--- Stored data ---
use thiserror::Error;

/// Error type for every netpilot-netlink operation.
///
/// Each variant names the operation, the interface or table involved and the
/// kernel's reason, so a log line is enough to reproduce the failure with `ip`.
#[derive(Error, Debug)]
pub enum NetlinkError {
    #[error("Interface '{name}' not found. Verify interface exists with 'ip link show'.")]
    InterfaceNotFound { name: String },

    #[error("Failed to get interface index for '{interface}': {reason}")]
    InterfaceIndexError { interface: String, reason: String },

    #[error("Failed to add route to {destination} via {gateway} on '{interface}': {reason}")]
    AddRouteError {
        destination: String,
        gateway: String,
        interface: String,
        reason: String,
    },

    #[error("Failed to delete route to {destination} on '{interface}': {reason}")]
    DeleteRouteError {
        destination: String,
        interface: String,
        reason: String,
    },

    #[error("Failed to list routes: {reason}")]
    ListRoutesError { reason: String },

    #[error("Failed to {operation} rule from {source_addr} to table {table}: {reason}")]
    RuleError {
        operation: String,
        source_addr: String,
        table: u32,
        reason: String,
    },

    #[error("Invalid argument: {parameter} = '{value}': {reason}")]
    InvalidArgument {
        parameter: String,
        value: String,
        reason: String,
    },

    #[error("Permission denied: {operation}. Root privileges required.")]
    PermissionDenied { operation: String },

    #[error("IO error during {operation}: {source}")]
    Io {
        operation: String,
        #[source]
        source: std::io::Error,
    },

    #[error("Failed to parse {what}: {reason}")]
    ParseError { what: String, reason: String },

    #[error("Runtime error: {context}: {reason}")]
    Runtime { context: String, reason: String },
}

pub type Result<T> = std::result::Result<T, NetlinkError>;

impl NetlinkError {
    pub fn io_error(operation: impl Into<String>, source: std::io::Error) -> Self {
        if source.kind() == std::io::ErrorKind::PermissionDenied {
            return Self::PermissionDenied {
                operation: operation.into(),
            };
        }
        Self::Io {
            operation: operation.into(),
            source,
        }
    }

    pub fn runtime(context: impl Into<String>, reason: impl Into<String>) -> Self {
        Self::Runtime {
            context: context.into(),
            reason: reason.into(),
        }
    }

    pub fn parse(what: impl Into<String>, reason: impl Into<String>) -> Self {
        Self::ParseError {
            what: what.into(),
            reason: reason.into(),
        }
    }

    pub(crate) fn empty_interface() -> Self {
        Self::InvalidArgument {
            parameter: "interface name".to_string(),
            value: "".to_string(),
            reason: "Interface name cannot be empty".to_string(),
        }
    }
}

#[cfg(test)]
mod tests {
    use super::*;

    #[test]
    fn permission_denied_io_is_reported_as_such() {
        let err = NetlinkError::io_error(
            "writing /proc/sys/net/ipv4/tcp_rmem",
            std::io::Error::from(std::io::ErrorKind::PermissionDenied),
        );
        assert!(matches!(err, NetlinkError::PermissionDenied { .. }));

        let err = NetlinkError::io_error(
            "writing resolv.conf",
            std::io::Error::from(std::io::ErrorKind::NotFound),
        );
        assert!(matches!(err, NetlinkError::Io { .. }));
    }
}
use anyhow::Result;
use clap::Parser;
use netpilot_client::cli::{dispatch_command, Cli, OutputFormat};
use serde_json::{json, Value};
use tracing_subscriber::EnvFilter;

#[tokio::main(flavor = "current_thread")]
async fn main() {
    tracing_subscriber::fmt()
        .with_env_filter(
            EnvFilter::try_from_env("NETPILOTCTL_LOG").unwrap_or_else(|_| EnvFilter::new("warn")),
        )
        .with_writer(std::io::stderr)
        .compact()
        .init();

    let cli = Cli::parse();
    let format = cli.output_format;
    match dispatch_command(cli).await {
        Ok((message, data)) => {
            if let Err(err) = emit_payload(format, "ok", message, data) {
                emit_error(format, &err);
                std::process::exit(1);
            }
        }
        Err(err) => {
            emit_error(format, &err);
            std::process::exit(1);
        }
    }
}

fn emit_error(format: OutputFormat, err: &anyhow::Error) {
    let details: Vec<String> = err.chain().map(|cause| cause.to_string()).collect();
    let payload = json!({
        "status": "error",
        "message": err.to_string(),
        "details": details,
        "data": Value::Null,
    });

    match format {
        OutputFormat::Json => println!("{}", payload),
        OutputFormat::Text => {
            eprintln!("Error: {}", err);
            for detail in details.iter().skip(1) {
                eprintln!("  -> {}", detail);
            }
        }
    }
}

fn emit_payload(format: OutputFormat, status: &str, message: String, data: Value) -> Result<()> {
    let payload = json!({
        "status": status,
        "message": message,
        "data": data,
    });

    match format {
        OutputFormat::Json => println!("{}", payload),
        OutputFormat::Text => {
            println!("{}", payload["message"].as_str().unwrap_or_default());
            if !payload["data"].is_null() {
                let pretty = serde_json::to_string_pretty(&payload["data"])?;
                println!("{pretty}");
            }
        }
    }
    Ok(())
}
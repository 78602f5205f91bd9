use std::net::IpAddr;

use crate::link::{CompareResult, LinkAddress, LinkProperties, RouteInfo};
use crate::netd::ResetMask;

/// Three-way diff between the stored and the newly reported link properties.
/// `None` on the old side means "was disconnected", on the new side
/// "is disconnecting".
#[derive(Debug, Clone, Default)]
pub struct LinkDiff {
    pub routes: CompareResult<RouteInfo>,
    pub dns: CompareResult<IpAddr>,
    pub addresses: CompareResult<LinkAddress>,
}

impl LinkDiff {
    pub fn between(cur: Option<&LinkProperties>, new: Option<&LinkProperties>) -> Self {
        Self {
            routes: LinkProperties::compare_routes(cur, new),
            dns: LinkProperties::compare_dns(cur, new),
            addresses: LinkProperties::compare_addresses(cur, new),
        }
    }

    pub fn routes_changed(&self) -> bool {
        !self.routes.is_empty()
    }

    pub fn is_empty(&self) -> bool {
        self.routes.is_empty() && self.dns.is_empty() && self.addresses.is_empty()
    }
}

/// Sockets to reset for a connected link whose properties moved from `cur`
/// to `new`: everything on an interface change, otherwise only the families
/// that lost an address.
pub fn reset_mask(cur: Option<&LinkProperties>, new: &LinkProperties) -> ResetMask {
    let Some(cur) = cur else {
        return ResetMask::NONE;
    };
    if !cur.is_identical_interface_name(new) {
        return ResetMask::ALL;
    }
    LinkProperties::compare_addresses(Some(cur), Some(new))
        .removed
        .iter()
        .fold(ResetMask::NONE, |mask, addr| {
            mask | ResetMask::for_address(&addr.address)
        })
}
---
Write the whole listing out again exactly.

[Exercise solution]
use thiserror::Error;

/// Error type for every netpilot-netlink operation.
///
/// Each variant names the operation, the interface or table involved and the
/// kernel's reason, so a log line is enough to reproduce the failure with `ip`.
#[derive(Error, Debug)]
pub enum NetlinkError {
    #[error("Interface '{name}' not found. Verify interface exists with 'ip link show'.")]
    InterfaceNotFound { name: String },

    #[error("Failed to get interface index for '{interface}': {reason}")]
    InterfaceIndexError { interface: String, reason: String },

    #[error("Failed to add route to {destination} via {gateway} on '{interface}': {reason}")]
    AddRouteError {
        destination: String,
        gateway: String,
        interface: String,
        reason: String,
    },

    #[error("Failed to delete route to {destination} on '{interface}': {reason}")]
    DeleteRouteError {
        destination: String,
        interface: String,
        reason: String,
    },

    #[error("Failed to list routes: {reason}")]
    ListRoutesError { reason: String },

    #[error("Failed to {operation} rule from {source_addr} to table {table}: {reason}")]
    RuleError {
        operation: String,
        source_addr: String,
        table: u32,
        reason: String,
    },

    #[error("Invalid argument: {parameter} = '{value}': {reason}")]
    InvalidArgument {
        parameter: String,
        value: String,
        reason: String,
    },

    #[error("Permission denied: {operation}. Root privileges required.")]
    PermissionDenied { operation: String },

    #[error("IO error during {operation}: {source}")]
    Io {
        operation: String,
        #[source]
        source: std::io::Error,
    },

    #[error("Failed to parse {what}: {reason}")]
    ParseError { what: String, reason: String },

    #[error("Runtime error: {context}: {reason}")]
    Runtime { context: String, reason: String },
}

pub type Result<T> = std::result::Result<T, NetlinkError>;

impl NetlinkError {
    pub fn io_error(operation: impl Into<String>, source: std::io::Error) -> Self {
        if source.kind() == std::io::ErrorKind::PermissionDenied {
            return Self::PermissionDenied {
                operation: operation.into(),
            };
        }
        Self::Io {
            operation: operation.into(),
            source,
        }
    }

    pub fn runtime(context: impl Into<String>, reason: impl Into<String>) -> Self {
        Self::Runtime {
            context: context.into(),
            reason: reason.into(),
        }
    }

    pub fn parse(what: impl Into<String>, reason: impl Into<String>) -> Self {
        Self::ParseError {
            what: what.into(),
            reason: reason.into(),
        }
    }

    pub(crate) fn empty_interface() -> Self {
        Self::InvalidArgument {
            parameter: "interface name".to_string(),
            value: "".to_string(),
            reason: "Interface name cannot be empty".to_string(),
        }
    }
}

#[cfg(test)]
mod tests {
    use super::*;

    #[test]
    fn permission_denied_io_is_reported_as_such() {
        let err = NetlinkError::io_error(
            "writing /proc/sys/net/ipv4/tcp_rmem",
            std::io::Error::from(std::io::ErrorKind::PermissionDenied),
        );
        assert!(matches!(err, NetlinkError::PermissionDenied { .. }));

        let err = NetlinkError::io_error(
            "writing resolv.conf",
            std::io::Error::from(std::io::ErrorKind::NotFound),
        );
        assert!(matches!(err, NetlinkError::Io { .. }));
    }
}
use anyhow::Result;
use clap::Parser;
use netpilot_client::cli::{dispatch_command, Cli, OutputFormat};
use serde_json::{json, Value};
use tracing_subscriber::EnvFilter;

#[tokio::main(flavor = "current_thread")]
async fn main() {
    tracing_subscriber::fmt()
        .with_env_filter(
            EnvFilter::try_from_env("NETPILOTCTL_LOG").unwrap_or_else(|_| EnvFilter::new("warn")),
        )
        .with_writer(std::io::stderr)
        .compact()
        .init();

    let cli = Cli::parse();
    let format = cli.output_format;
    match dispatch_command(cli).await {
        Ok((message, data)) => {
            if let Err(err) = emit_payload(format, "ok", message, data) {
                emit_error(format, &err);
                std::process::exit(1);
            }
        }
        Err(err) => {
            emit_error(format, &err);
            std::process::exit(1);
        }
    }
}

fn emit_error(format: OutputFormat, err: &anyhow::Error) {
    let details: Vec<String> = err.chain().map(|cause| cause.to_string()).collect();
    let payload = json!({
        "status": "error",
        "message": err.to_string(),
        "details": details,
        "data": Value::Null,
    });

    match format {
        OutputFormat::Json => println!("{}", payload),
        OutputFormat::Text => {
            eprintln!("Error: {}", err);
            for detail in details.iter().skip(1) {
                eprintln!("  -> {}", detail);
            }
        }
    }
}

fn emit_payload(format: OutputFormat, status: &str, message: String, data: Value) -> Result<()> {
    let payload = json!({
        "status": status,
        "message": message,
        "data": data,
    });

    match format {
        OutputFormat::Json => println!("{}", payload),
        OutputFormat::Text => {
            println!("{}", payload["message"].as_str().unwrap_or_default());
            if !payload["data"].is_null() {
                let pretty = serde_json::to_string_pretty(&payload["data"])?;
                println!("{pretty}");
            }
        }
    }
    Ok(())
}
repository 78602f5205f91bd9
use std::net::IpAddr;

use crate::link::{CompareResult, LinkAddress, LinkProperties, RouteInfo};
use crate::netd::ResetMask;

/// Three-way diff between the stored and the newly reported link properties.
/// `None` on the old side means "was disconnected", on the new side
/// "is disconnecting".
#[derive(Debug, Clone, Default)]
pub struct LinkDiff {
    pub routes: CompareResult<RouteInfo>,
    pub dns: CompareResult<IpAddr>,
    pub addresses: CompareResult<LinkAddress>,
}

impl LinkDiff {
    pub fn between(cur: Option<&LinkProperties>, new: Option<&LinkProperties>) -> Self {
        Self {
            routes: LinkProperties::compare_routes(cur, new),
            dns: LinkProperties::compare_dns(cur, new),
            addresses: LinkProperties::compare_addresses(cur, new),
        }
    }

    pub fn routes_changed(&self) -> bool {
        !self.routes.is_empty()
    }

    pub fn is_empty(&self) -> bool {
        self.routes.is_empty() && self.dns.is_empty() && self.addresses.is_empty()
    }
}

/// Sockets to reset for a connected link whose properties moved from `cur`
/// to `new`: everything on an interface change, otherwise only the families
/// that lost an address.
pub fn reset_mask(cur: Option<&LinkProperties>, new: &LinkProperties) -> ResetMask {
    let Some(cur) = cur else {
        return ResetMask::NONE;
    };
    if !cur.is_identical_interface_name(new) {
        return ResetMask::ALL;
    }
    LinkProperties::compare_addresses(Some(cur), Some(new))
        .removed
        .iter()
        .fold(ResetMask::NONE, |mask, addr| {
            mask | ResetMask::for_address(&addr.address)
        })
}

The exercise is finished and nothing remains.